Mexico investigates top crime fighter over missing 43 students case

MEXICO CITY, (Reuters) – One of Mexico’s top crime fighters is under investigation over a key incident in the probe into the apparent massacre of 43 trainee teachers in 2014, the attorney general’s office said yesterday, adding a twist to a case that has shaken the country.

The probe into officials including Tomas Zeron, head of the attorney general’s criminal investigation agency, was triggered by a report by a panel of experts questioning the circumstances in which a charred bone fragment was discovered in a river.

Tomas Zeron
Tomas Zeron

The fragment belonged to the only one of the 43 whose remains have been definitively identified, evidence which has sustained the government’s version the teachers were murdered by a drug gang, incinerated and dumped into the river.

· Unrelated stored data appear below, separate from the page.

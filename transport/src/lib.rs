//! Peer-to-peer transport over an anonymizing overlay (or plain localhost TCP for testing).
//!
//! A [`node::TransportNode`] owns the local endpoint identity, the accept loop and the registry of
//!  inbound / outbound [`connection::Connection`]s. It acquires its [`substrate::Substrate`] through
//!  a [`substrate::SubstrateLauncher`]: either a simulated localhost substrate or an onion routing
//!  instance that is spawned or attached to (see [`tor`]).
//!
//! ## Wire format
//!
//! Every frame on a connection is length prefixed, all numbers in network byte order (BE):
//!
//! ```ascii
//!  0: frame length (u32), starting *after* the encoded length
//!  4: protocol version (u8)
//!  5: envelope kind (u8)
//!  6: checksum of the body (u64, CRC-64)
//! 14: body
//! ```
//!
//! Both sides send a `Hello` envelope first, carrying their published address (if already known)
//!  and their capabilities. A graceful close is preceded by a `CloseConnection` envelope with a
//!  reason. Application payloads travel in `Sealed` envelopes which carry a unique message id and
//!  an opaque (encrypted and signed) payload.
//!
//! ## Concurrency
//!
//! All listener callbacks are run in submission order on a single [`executor::SerialExecutor`] per
//!  node, so consumer state is never mutated by two callbacks concurrently. Socket work (accept,
//!  read, write, dial) happens on separate tasks and only hands results to the executor.

pub mod buf;
pub mod capabilities;
pub mod config;
pub mod connection;
pub mod envelope;
pub mod error;
pub mod executor;
pub mod frame;
pub mod listener;
pub mod node;
pub mod node_address;
pub mod proxy;
pub mod server;
pub mod shutdown;
pub mod substrate;
pub mod tor;

#[cfg(test)]
mod test_util;
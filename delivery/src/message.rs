use anyhow::anyhow;
use bytes::{Buf, BufMut, Bytes, BytesMut};
use num_enum::{IntoPrimitive, TryFromPrimitive};
use transport::buf::{put_bool, put_bytes, put_optional_string, put_string, try_get_bool, try_get_bytes, try_get_optional_string, try_get_string};
use transport::envelope::MessageUid;
use transport::node_address::NodeAddress;

/// The protocol a message belongs to. ACKs carry the tag of the message they acknowledge, so
///  consumers can tell whether an ACK is meant for them.
#[derive(Clone, Copy, Debug, Eq, PartialEq, Hash, TryFromPrimitive, IntoPrimitive)]
#[repr(u8)]
pub enum AckSourceType {
    Undefined = 0,
    OfferMessage = 1,
    TradeMessage = 2,
    ArbitrationMessage = 3,
    MediationMessage = 4,
    RefundMessage = 5,
    TradeChatMessage = 6,
    ArbitrationChatMessage = 7,
    MediationChatMessage = 8,
    RefundChatMessage = 9,
}

impl AckSourceType {
    fn try_deser(buf: &mut impl Buf) -> anyhow::Result<AckSourceType> {
        let raw = buf.try_get_u8()?;
        AckSourceType::try_from(raw)
            .map_err(|_| anyhow!("invalid ack source type {}", raw))
    }
}

/// An application message for a consumer protocol
#[derive(Clone, Debug, Eq, PartialEq)]
pub struct DirectMessage {
    pub uid: MessageUid,
    pub sender_address: NodeAddress,
    pub source_type: AckSourceType,
    /// Name of the message type, echoed back in the ACK
    pub message_type: String,
    /// The session the message belongs to, e.g. a trade id
    pub correlation_id: String,
    /// Whether the message may be stored in the mailbox if the peer is offline
    pub mailbox_eligible: bool,
    pub payload: Bytes,
}

/// Application level receipt for a [`DirectMessage`]: the receiver processed it (`success`) or
///  rejected it (with an error message)
#[derive(Clone, Debug, Eq, PartialEq)]
pub struct AckMessage {
    pub uid: MessageUid,
    pub sender_address: NodeAddress,
    pub source_type: AckSourceType,
    pub source_message_type: String,
    pub source_uid: MessageUid,
    /// The acknowledged message's correlation id
    pub source_id: String,
    pub success: bool,
    pub error_message: Option<String>,
}

impl AckMessage {
    /// The ACK for a processed (or rejected) message
    pub fn for_message(message: &DirectMessage, sender_address: NodeAddress, result: Result<(), String>) -> AckMessage {
        let (success, error_message) = match result {
            Ok(()) => (true, None),
            Err(e) => (false, Some(e)),
        };
        AckMessage {
            uid: MessageUid::new_random(),
            sender_address,
            source_type: message.source_type,
            source_message_type: message.message_type.clone(),
            source_uid: message.uid,
            source_id: message.correlation_id.clone(),
            success,
            error_message,
        }
    }
}

#[derive(Clone, Copy, Debug, Eq, PartialEq, TryFromPrimitive, IntoPrimitive)]
#[repr(u8)]
enum DeliveryMessageKind {
    Direct = 1,
    Ack = 2,
}

/// The plaintext inside a sealed envelope
#[derive(Clone, Debug, Eq, PartialEq)]
pub enum DeliveryMessage {
    Direct(DirectMessage),
    Ack(AckMessage),
}

impl DeliveryMessage {
    pub fn uid(&self) -> MessageUid {
        match self {
            DeliveryMessage::Direct(m) => m.uid,
            DeliveryMessage::Ack(m) => m.uid,
        }
    }

    pub fn sender_address(&self) -> &NodeAddress {
        match self {
            DeliveryMessage::Direct(m) => &m.sender_address,
            DeliveryMessage::Ack(m) => &m.sender_address,
        }
    }

    /// ACKs are always eligible, the peer may well have gone offline after sending the message
    pub fn is_mailbox_eligible(&self) -> bool {
        match self {
            DeliveryMessage::Direct(m) => m.mailbox_eligible,
            DeliveryMessage::Ack(_) => true,
        }
    }

    pub fn type_name(&self) -> &str {
        match self {
            DeliveryMessage::Direct(m) => &m.message_type,
            DeliveryMessage::Ack(_) => "AckMessage",
        }
    }

    pub fn ser(&self, buf: &mut impl BufMut) {
        match self {
            DeliveryMessage::Direct(m) => {
                buf.put_u8(DeliveryMessageKind::Direct.into());
                m.uid.ser(buf);
                m.sender_address.ser(buf);
                buf.put_u8(m.source_type.into());
                put_string(buf, &m.message_type);
                put_string(buf, &m.correlation_id);
                put_bool(buf, m.mailbox_eligible);
                put_bytes(buf, &m.payload);
            }
            DeliveryMessage::Ack(m) => {
                buf.put_u8(DeliveryMessageKind::Ack.into());
                m.uid.ser(buf);
                m.sender_address.ser(buf);
                buf.put_u8(m.source_type.into());
                put_string(buf, &m.source_message_type);
                m.source_uid.ser(buf);
                put_string(buf, &m.source_id);
                put_bool(buf, m.success);
                put_optional_string(buf, m.error_message.as_deref());
            }
        }
    }

    pub fn to_bytes(&self) -> Bytes {
        let mut buf = BytesMut::new();
        self.ser(&mut buf);
        buf.freeze()
    }

    pub fn try_deser(buf: &mut impl Buf) -> anyhow::Result<DeliveryMessage> {
        let raw_kind = buf.try_get_u8()?;
        let kind = DeliveryMessageKind::try_from(raw_kind)
            .map_err(|_| anyhow!("invalid delivery message kind {}", raw_kind))?;

        let result = match kind {
            DeliveryMessageKind::Direct => DeliveryMessage::Direct(DirectMessage {
                uid: MessageUid::try_deser(buf)?,
                sender_address: NodeAddress::try_deser(buf)?,
                source_type: AckSourceType::try_deser(buf)?,
                message_type: try_get_string(buf)?,
                correlation_id: try_get_string(buf)?,
                mailbox_eligible: try_get_bool(buf)?,
                payload: try_get_bytes(buf)?,
            }),
            DeliveryMessageKind::Ack => DeliveryMessage::Ack(AckMessage {
                uid: MessageUid::try_deser(buf)?,
                sender_address: NodeAddress::try_deser(buf)?,
                source_type: AckSourceType::try_deser(buf)?,
                source_message_type: try_get_string(buf)?,
                source_uid: MessageUid::try_deser(buf)?,
                source_id: try_get_string(buf)?,
                success: try_get_bool(buf)?,
                error_message: try_get_optional_string(buf)?,
            }),
        };

        if buf.has_remaining() {
            return Err(anyhow!("{} trailing bytes after {:?} message", buf.remaining(), kind));
        }
        Ok(result)
    }
}
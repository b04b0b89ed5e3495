use crate::capabilities::Capabilities;
use crate::config::{NetworkMode, TransportConfig};
use crate::connection::{Connection, ConnectionDirection, ConnectionHandler};
use crate::envelope::{CloseConnectionMessage, CloseConnectionReason, HelloMessage, NetworkEnvelope};
use crate::error::{BootstrapError, DialError, SendError};
use crate::executor::SerialExecutor;
use crate::frame::{encode_frame, write_frame};
use crate::listener::{ConnectionListener, ListenerRegistry, MessageListener, SetupListener};
use crate::node_address::NodeAddress;
use crate::proxy::{ProxyProvider, SocksProxy, SocksProxySource};
use crate::server::Server;
use crate::shutdown::await_all_or_timeout;
use crate::substrate::localhost::LocalhostLauncher;
use crate::substrate::{Substrate, SubstrateLauncher};
use crate::tor::bootstrap::TorBootstrap;
use async_trait::async_trait;
use rustc_hash::FxHashMap;
use std::future::Future;
use std::pin::Pin;
use std::sync::atomic::{AtomicBool, Ordering};
use std::sync::{Arc, Weak};
use tokio::io::AsyncWriteExt;
use tokio::net::TcpStream;
use tokio::sync::{watch, Mutex, RwLock};
use tokio::task::JoinHandle;
use tokio::time;
use tracing::{debug, error, info, instrument, trace, warn};

#[derive(Debug, Clone, Copy, PartialEq, Eq)]
pub enum NodeState {
    New,
    Bootstrapping,
    /// The substrate is running and the provisional address is known
    SubstrateReady,
    /// The final address is published and the node accepts connections
    Published,
    Failed,
    ShutDown,
}

/// The launcher for the configured network mode
pub fn launcher_for(config: &TransportConfig) -> Arc<dyn SubstrateLauncher> {
    match &config.network_mode {
        NetworkMode::Localhost(localhost) => Arc::new(LocalhostLauncher::new(localhost)),
        NetworkMode::Tor(tor) => Arc::new(TorBootstrap::native(tor)),
    }
}
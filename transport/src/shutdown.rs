use std::future::Future;
use std::time::Duration;
use tokio::task::JoinSet;
use tokio::time;
use tracing::warn;

/// Runs the shutdown futures concurrently and waits for all of them, but no longer than
///  `timeout`. Futures that did not complete by then keep running in the background, but are
///  not waited for. Returns the number of futures that completed in time.
pub async fn await_all_or_timeout<F>(futures: Vec<F>, timeout: Duration) -> usize
where
    F: Future<Output = ()> + Send + 'static,
{
    let mut tasks = JoinSet::new();
    for f in futures {
        tasks.spawn(f);
    }
    let total = tasks.len();

    let mut completed = 0;
    let all_completed = time::timeout(timeout, async {
        while tasks.join_next().await.is_some() {
            completed += 1;
        }
    }).await.is_ok();

    if !all_completed {
        warn!("{} of {} shutdown tasks did not complete within {:?}", total - completed, total, timeout);
        tasks.detach_all();
    }
    completed
}
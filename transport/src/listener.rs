use crate::connection::Connection;
use crate::envelope::{CloseConnectionReason, NetworkEnvelope};
use crate::executor::SerialExecutor;
use async_trait::async_trait;
#[cfg(test)] use mockall::automock;
use std::sync::Arc;
use tokio::sync::RwLock;
use tracing::{debug, warn};

/// Lifecycle of the node's substrate and hidden endpoint
#[cfg_attr(test, automock)]
pub trait SetupListener: Send + Sync + 'static {
    /// The substrate is reachable and a provisional address is known
    fn on_tor_node_ready(&self) {}
    /// The final address is published and the node accepts connections
    fn on_hidden_service_published(&self) {}
    fn on_setup_failed(&self, _error: &str) {}
    /// The substrate failed with a retryable error, the operator may provide different bridges
    ///  before the next attempt
    fn on_request_custom_bridges(&self) {}
}

#[cfg_attr(test, automock)]
pub trait ConnectionListener: Send + Sync + 'static {
    fn on_connection(&self, connection: &Arc<Connection>);
    fn on_disconnect(&self, reason: CloseConnectionReason, connection: &Arc<Connection>);
}

#[async_trait]
pub trait MessageListener: Send + Sync + 'static {
    async fn on_message(&self, envelope: &NetworkEnvelope, connection: &Arc<Connection>);
}

fn same_listener<T: ?Sized>(a: &Arc<T>, b: &Arc<T>) -> bool {
    Arc::as_ptr(a) as *const () == Arc::as_ptr(b) as *const ()
}

async fn add_listener<T: ?Sized>(listeners: &RwLock<Vec<Arc<T>>>, listener: Arc<T>, kind: &str) {
    let mut listeners = listeners.write().await;
    if listeners.iter().any(|l| same_listener(l, &listener)) {
        warn!("{} listener was already registered - ignoring", kind);
        return;
    }
    listeners.push(listener);
}

async fn remove_listener<T: ?Sized>(listeners: &RwLock<Vec<Arc<T>>>, listener: &Arc<T>, kind: &str) {
    let mut listeners = listeners.write().await;
    let len_before = listeners.len();
    listeners.retain(|l| !same_listener(l, listener));
    if listeners.len() == len_before {
        debug!("{} listener to be removed was not registered", kind);
    }
}

/// Fan-out of setup, connection and message events. All listeners are invoked on the node's
///  [`SerialExecutor`], in the order in which events are fired.
pub struct ListenerRegistry {
    executor: SerialExecutor,
    setup_listeners: RwLock<Vec<Arc<dyn SetupListener>>>,
    connection_listeners: RwLock<Vec<Arc<dyn ConnectionListener>>>,
    message_listeners: RwLock<Vec<Arc<dyn MessageListener>>>,
}

impl ListenerRegistry {
    pub fn new(executor: SerialExecutor) -> ListenerRegistry {
        ListenerRegistry {
            executor,
            setup_listeners: Default::default(),
            connection_listeners: Default::default(),
            message_listeners: Default::default(),
        }
    }

    pub fn executor(&self) -> &SerialExecutor {
        &self.executor
    }

    pub async fn add_setup_listener(&self, listener: Arc<dyn SetupListener>) {
        add_listener(&self.setup_listeners, listener, "setup").await
    }

    pub async fn remove_setup_listener(&self, listener: &Arc<dyn SetupListener>) {
        remove_listener(&self.setup_listeners, listener, "setup").await
    }

    pub async fn add_connection_listener(&self, listener: Arc<dyn ConnectionListener>) {
        add_listener(&self.connection_listeners, listener, "connection").await
    }

    pub async fn remove_connection_listener(&self, listener: &Arc<dyn ConnectionListener>) {
        remove_listener(&self.connection_listeners, listener, "connection").await
    }

    pub async fn add_message_listener(&self, listener: Arc<dyn MessageListener>) {
        add_listener(&self.message_listeners, listener, "message").await
    }

    pub async fn remove_message_listener(&self, listener: &Arc<dyn MessageListener>) {
        remove_listener(&self.message_listeners, listener, "message").await
    }

    fn fire_setup(self: &Arc<Self>, f: impl Fn(&dyn SetupListener) + Send + 'static) {
        let registry = self.clone();
        self.executor.execute(async move {
            let listeners = registry.setup_listeners.read().await.clone();
            for l in listeners {
                f(l.as_ref());
            }
        });
    }

    pub fn fire_tor_node_ready(self: &Arc<Self>) {
        self.fire_setup(|l| l.on_tor_node_ready());
    }

    pub fn fire_hidden_service_published(self: &Arc<Self>) {
        self.fire_setup(|l| l.on_hidden_service_published());
    }

    pub fn fire_setup_failed(self: &Arc<Self>, error: String) {
        self.fire_setup(move |l| l.on_setup_failed(&error));
    }

    pub fn fire_request_custom_bridges(self: &Arc<Self>) {
        self.fire_setup(|l| l.on_request_custom_bridges());
    }

    pub fn fire_connection(self: &Arc<Self>, connection: Arc<Connection>) {
        let registry = self.clone();
        self.executor.execute(async move {
            let listeners = registry.connection_listeners.read().await.clone();
            for l in listeners {
                l.on_connection(&connection);
            }
        });
    }

    pub fn fire_disconnect(self: &Arc<Self>, reason: CloseConnectionReason, connection: Arc<Connection>) {
        let registry = self.clone();
        self.executor.execute(async move {
            let listeners = registry.connection_listeners.read().await.clone();
            for l in listeners {
                l.on_disconnect(reason, &connection);
            }
        });
    }

    pub fn fire_message(self: &Arc<Self>, envelope: NetworkEnvelope, connection: Arc<Connection>) {
        let registry = self.clone();
        self.executor.execute(async move {
            let listeners = registry.message_listeners.read().await.clone();
            for l in listeners {
                l.on_message(&envelope, &connection).await;
            }
        });
    }
}
use crate::crypto::{DecryptedMessageWithPubKey, PubKeyRing};
use crate::delivery_service::{DecryptedMessageListener, DeliveryService};
use crate::message::{AckMessage, AckSourceType, DeliveryMessage, DirectMessage};
use async_trait::async_trait;
use rustc_hash::FxHashSet;
use std::collections::VecDeque;
use std::sync::{Arc, Weak};
use tokio::sync::Mutex;
use tracing::{debug, error, info, trace, warn};
use transport::envelope::MessageUid;
use transport::node_address::NodeAddress;

/// The consumer side of a protocol session (e.g. a trade), identified by its source type and
///  correlation id.
pub trait ProtocolHandler: Send + Sync + 'static {
    fn source_type(&self) -> AckSourceType;
    fn correlation_id(&self) -> String;

    /// The peer's keys, once they are known. Messages signed with a different key are dropped.
    fn peer_pub_key_ring(&self) -> Option<PubKeyRing>;

    /// Processes a message; the result is sent back to the peer as an ACK
    fn on_message(&self, message: &DirectMessage, peer: &NodeAddress) -> Result<(), String>;

    fn on_ack(&self, ack: &AckMessage, peer: &NodeAddress);
}

struct EarlyMessage {
    message: DecryptedMessageWithPubKey,
    peer: NodeAddress,
    from_mailbox: bool,
}

struct InboxState {
    initialized: bool,
    early_messages: VecDeque<EarlyMessage>,
    seen_uids: FxHashSet<MessageUid>,
    /// oldest first, to forget uids beyond `max_seen`
    seen_order: VecDeque<MessageUid>,
    max_seen: usize,
}

impl InboxState {
    fn new(max_seen: usize) -> InboxState {
        InboxState {
            initialized: false,
            early_messages: Default::default(),
            seen_uids: Default::default(),
            seen_order: Default::default(),
            max_seen,
        }
    }

    /// `false` if the uid was seen before
    fn remember(&mut self, uid: MessageUid) -> bool {
        if !self.seen_uids.insert(uid) {
            return false;
        }
        self.seen_order.push_back(uid);
        while self.seen_order.len() > self.max_seen {
            if let Some(oldest) = self.seen_order.pop_front() {
                self.seen_uids.remove(&oldest);
            }
        }
        true
    }
}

Zeron came under the spotlight on Sunday when the team of international experts presented video and photographs suggesting he was at the site where the bone was found a day before its official discovery, but made no report of his visit.

The attorney general’s office said in a statement an internal disciplinary body would “investigate the actions of the public servants of the institution in these events.”

Zeron’s office did not immediately respond to a request for comment. But responding to the panel’s disclosures on Wednesday, Zeron said the visit was legal and that he had been accompanied by representatives of the U.N. human rights office. He did not explain why the trip was not officially documented.